#1 Weight Train
Train with heavy weights using less reps. Using appropriate weight, you should only be able to do 4-8 reps. Using heavy weights and low reps puts your muscles and nervous system under much more stress than using lighter weights for many reps. The rest time in between sets should be approximately 2 to 3 minutes.
#2 Eat more Calories
To gain mass, you should strive to eat around 18-20 times you body weight in calories. The extra calories are needed to build new muscles and to repair muscle tissue that is damaged during the heavy workouts. However, do not consume empty calories; go for foods which provide you with correct nutrients essential for gaining muscle.
#3 Eat more Protein
Only diets high in protein help build muscle when incorporated with intense physical training. Without protein, your body will not be able to build new muscle.
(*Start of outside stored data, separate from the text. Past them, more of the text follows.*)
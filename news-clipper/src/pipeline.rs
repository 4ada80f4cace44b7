use crate::classifier::RelevanceClassifier;
use crate::collector::{CollectionReport, Collector};
use crate::config::ClipperConfig;
use crate::dedup::Deduplicator;
use crate::delivery::{DeliveryOutcome, Mailer};
use crate::digest::DigestRenderer;
use crate::normalizer::EntryNormalizer;
use crate::sources::SourceRegistry;
use crate::traits::FeedFetcher;
use crate::types::Result;
use tracing::info;

#[derive(Debug, Clone, PartialEq, Eq)]
pub enum RunOutcome {
    /// Nothing survived collection; no digest was rendered or delivered.
    NoNews,
    Delivered(DeliveryOutcome),
}

/// One clipping run: collect from every registered source, render, deliver.
pub struct ClippingPipeline<F: FeedFetcher> {
    config: ClipperConfig,
    registry: SourceRegistry,
    collector: Collector<F>,
}

impl<F: FeedFetcher> ClippingPipeline<F> {
    pub fn new(config: ClipperConfig, registry: SourceRegistry, fetcher: F) -> Self {
        let deduplicator = config
            .dedupe
            .then(|| Deduplicator::new(config.similarity_threshold));

        let collector = Collector::new(fetcher)
            .with_normalizer(EntryNormalizer::new(config.summary_max_chars))
            .with_deduplicator(deduplicator)
            .with_time_normalizer(config.time_normalizer())
            .with_per_source_limit(config.per_source_limit)
            .with_sort_order(config.sort_order);

        Self {
            config,
            registry,
            collector,
        }
    }

    pub fn with_classifier(mut self, classifier: RelevanceClassifier) -> Self {
        self.collector = self.collector.with_classifier(classifier);
        self
    }

    pub fn config(&self) -> &ClipperConfig {
        &self.config
    }

    pub async fn collect(&self) -> CollectionReport {
        info!("Collecting news from {} sources", self.registry.len());
        self.collector.collect_report(self.registry.sources()).await
    }

    pub async fn run(&self) -> Result<RunOutcome> {
        let report = self.collect().await;
        let items = report.items;

        if items.is_empty() {
            info!("No news collected, skipping delivery");
            return Ok(RunOutcome::NoNews);
        }
        info!("Collected {} articles in total", items.len());

        let time = self.config.time_normalizer();
        let renderer = DigestRenderer::new(time);
        let generated_at = time.now();
        let html = renderer.render(&items, generated_at);
        let text = renderer.render_text(&items, generated_at);

        let outcome = Mailer::from_config(&self.config).deliver(&html, &text).await?;
        Ok(RunOutcome::Delivered(outcome))
    }
}
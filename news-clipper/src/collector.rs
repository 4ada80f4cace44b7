use crate::classifier::RelevanceClassifier;
use crate::config::SortOrder;
use crate::dedup::Deduplicator;
use crate::normalizer::EntryNormalizer;
use crate::time::TimeNormalizer;
use crate::traits::FeedFetcher;
use crate::types::{ClipperError, FeedSource, NewsItem, RawEntry};
use tracing::{debug, info, warn};

pub const DEFAULT_PER_SOURCE_LIMIT: usize = 5;

/// What happened to one source during a run.
#[derive(Debug)]
pub enum SourceStatus {
    Collected { scanned: usize, accepted: usize },
    Empty,
    Failed(ClipperError),
}

#[derive(Debug)]
pub struct SourceOutcome {
    pub source: String,
    pub status: SourceStatus,
}

#[derive(Debug, Default)]
pub struct CollectionReport {
    pub items: Vec<NewsItem>,
    pub outcomes: Vec<SourceOutcome>,
}

impl CollectionReport {
    pub fn failed_sources(&self) -> impl Iterator<Item = (&str, &ClipperError)> {
        self.outcomes.iter().filter_map(|o| match &o.status {
            SourceStatus::Failed(e) => Some((o.source.as_str(), e)),
            _ => None,
        })
    }
}

/// Pulls every source in order, keeps relevant items up to a per-source quota,
/// then merges, deduplicates and sorts them.
pub struct Collector<F: FeedFetcher> {
    fetcher: F,
    normalizer: EntryNormalizer,
    classifier: RelevanceClassifier,
    deduplicator: Option<Deduplicator>,
    time: TimeNormalizer,
    per_source_limit: usize,
    sort_order: SortOrder,
}

impl<F: FeedFetcher> Collector<F> {
    pub fn new(fetcher: F) -> Self {
        Self {
            fetcher,
            normalizer: EntryNormalizer::default(),
            classifier: RelevanceClassifier::default(),
            deduplicator: Some(Deduplicator::default()),
            time: TimeNormalizer::default(),
            per_source_limit: DEFAULT_PER_SOURCE_LIMIT,
            sort_order: SortOrder::default(),
        }
    }

    pub fn with_normalizer(mut self, normalizer: EntryNormalizer) -> Self {
        self.normalizer = normalizer;
        self
    }

    pub fn with_classifier(mut self, classifier: RelevanceClassifier) -> Self {
        self.classifier = classifier;
        self
    }

    /// `None` turns off both the in-source and the cross-source duplicate checks.
    pub fn with_deduplicator(mut self, deduplicator: Option<Deduplicator>) -> Self {
        self.deduplicator = deduplicator;
        self
    }

    pub fn with_time_normalizer(mut self, time: TimeNormalizer) -> Self {
        self.time = time;
        self
    }

    pub fn with_per_source_limit(mut self, limit: usize) -> Self {
        self.per_source_limit = limit;
        self
    }

    pub fn with_sort_order(mut self, sort_order: SortOrder) -> Self {
        self.sort_order = sort_order;
        self
    }

    pub async fn collect(&self, sources: &[FeedSource]) -> Vec<NewsItem> {
        self.collect_report(sources).await.items
    }

    pub async fn collect_report(&self, sources: &[FeedSource]) -> CollectionReport {
        let mut report = CollectionReport::default();

        for source in sources {
            let status = match self.fetcher.fetch_entries(source).await {
                Ok(entries) if entries.is_empty() => {
                    warn!("No entries found for {}", source.name);
                    SourceStatus::Empty
                }
                Ok(entries) => {
                    let (items, scanned) = self.select_from_source(source, &entries);
                    info!("Added {} articles from {}", items.len(), source.name);
                    let accepted = items.len();
                    report.items.extend(items);
                    SourceStatus::Collected { scanned, accepted }
                }
                Err(e) => {
                    warn!("Error fetching from {}: {}", source.name, e);
                    SourceStatus::Failed(e)
                }
            };
            report.outcomes.push(SourceOutcome {
                source: source.name.clone(),
                status,
            });
        }

        let mut items = std::mem::take(&mut report.items);
        if let Some(dedup) = &self.deduplicator {
            items = dedup.dedupe(items);
        }
        sort_items(&mut items, self.sort_order, &self.time);

        info!(
            "Collected {} articles from {} sources ({} failed)",
            items.len(),
            sources.len(),
            report.failed_sources().count()
        );
        report.items = items;
        report
    }

    /// Scan entries in feed order and stop as soon as the quota is filled.
    /// Returns the accepted items and how many entries were looked at.
    fn select_from_source(&self, source: &FeedSource, entries: &[RawEntry]) -> (Vec<NewsItem>, usize) {
        let mut accepted: Vec<NewsItem> = Vec::new();
        let mut scanned = 0;

        for raw in entries {
            if accepted.len() >= self.per_source_limit {
                break;
            }
            scanned += 1;

            // Keywords are matched against the full summary; it is cut only once accepted.
            let item = self.normalizer.normalize_untruncated(&source.name, raw);
            if !self.classifier.is_relevant(&item.title, &item.summary) {
                debug!("Not political, skipping: {}", item.title);
                continue;
            }
            if let Some(dedup) = &self.deduplicator {
                if dedup.is_duplicate_of(&item, &accepted) {
                    debug!("Near-duplicate within {}, skipping: {}", source.name, item.title);
                    continue;
                }
            }
            accepted.push(self.normalizer.truncate_summary(item));
        }

        (accepted, scanned)
    }
}

/// Newest first. `Lexical` compares the raw timestamp strings; `Chronological`
/// compares parsed instants and puts unparseable timestamps last. Ties keep
/// their collection order.
pub fn sort_items(items: &mut [NewsItem], order: SortOrder, time: &TimeNormalizer) {
    match order {
        SortOrder::Lexical => items.sort_by(|a, b| b.published.cmp(&a.published)),
        SortOrder::Chronological => {
            items.sort_by_cached_key(|item| std::cmp::Reverse(time.parse(&item.published)))
        }
    }
}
Carbs serve mainly as energy for the body where as protein provides the necessary amino acids to build and repair muscle. To build muscles get at least 1 gram of protein per pound of body weight.
#4 Eat Fat
Dietary fat has a direct relationship with testosterone production. An increase in dietary fat intake seems to bring on an increase in testosterone levels, which is a must when you are trying to gain mass. Your main focus should be to increase your intake of essential fatty acids and not saturated fats.
#5 Drink more Often
To make sure that your muscles stay hydrated you must drink plenty of water. Dehydration can happen easily if you train hard. A dehydrated muscle takes longer to repair itself than a hydrated one.
#6 Take a Multi Vitamin
If you want to gain muscle, you must make sure that you are not deficient in any vitamin or mineral that your body needs. So it is a good idea to take a good multi vitamin tablet.
#7 Stop all Aerobics
In order to put on serous mass you need to stop all of your aerobics. If you do need to carry with it remember to limit it to once every week or once every two weeks.
#8 Take ample Rest
Resting the body is just as important as dieting and training. Try to get about six or eight hours of sleep a day. Resting is what actually causes the muscles to grow. Taking days, even weeks off from training will only benefit you.
Be patient and consistent. You may have the best diet, the best training schedule, join the best gym but without consistency it’s all worthless.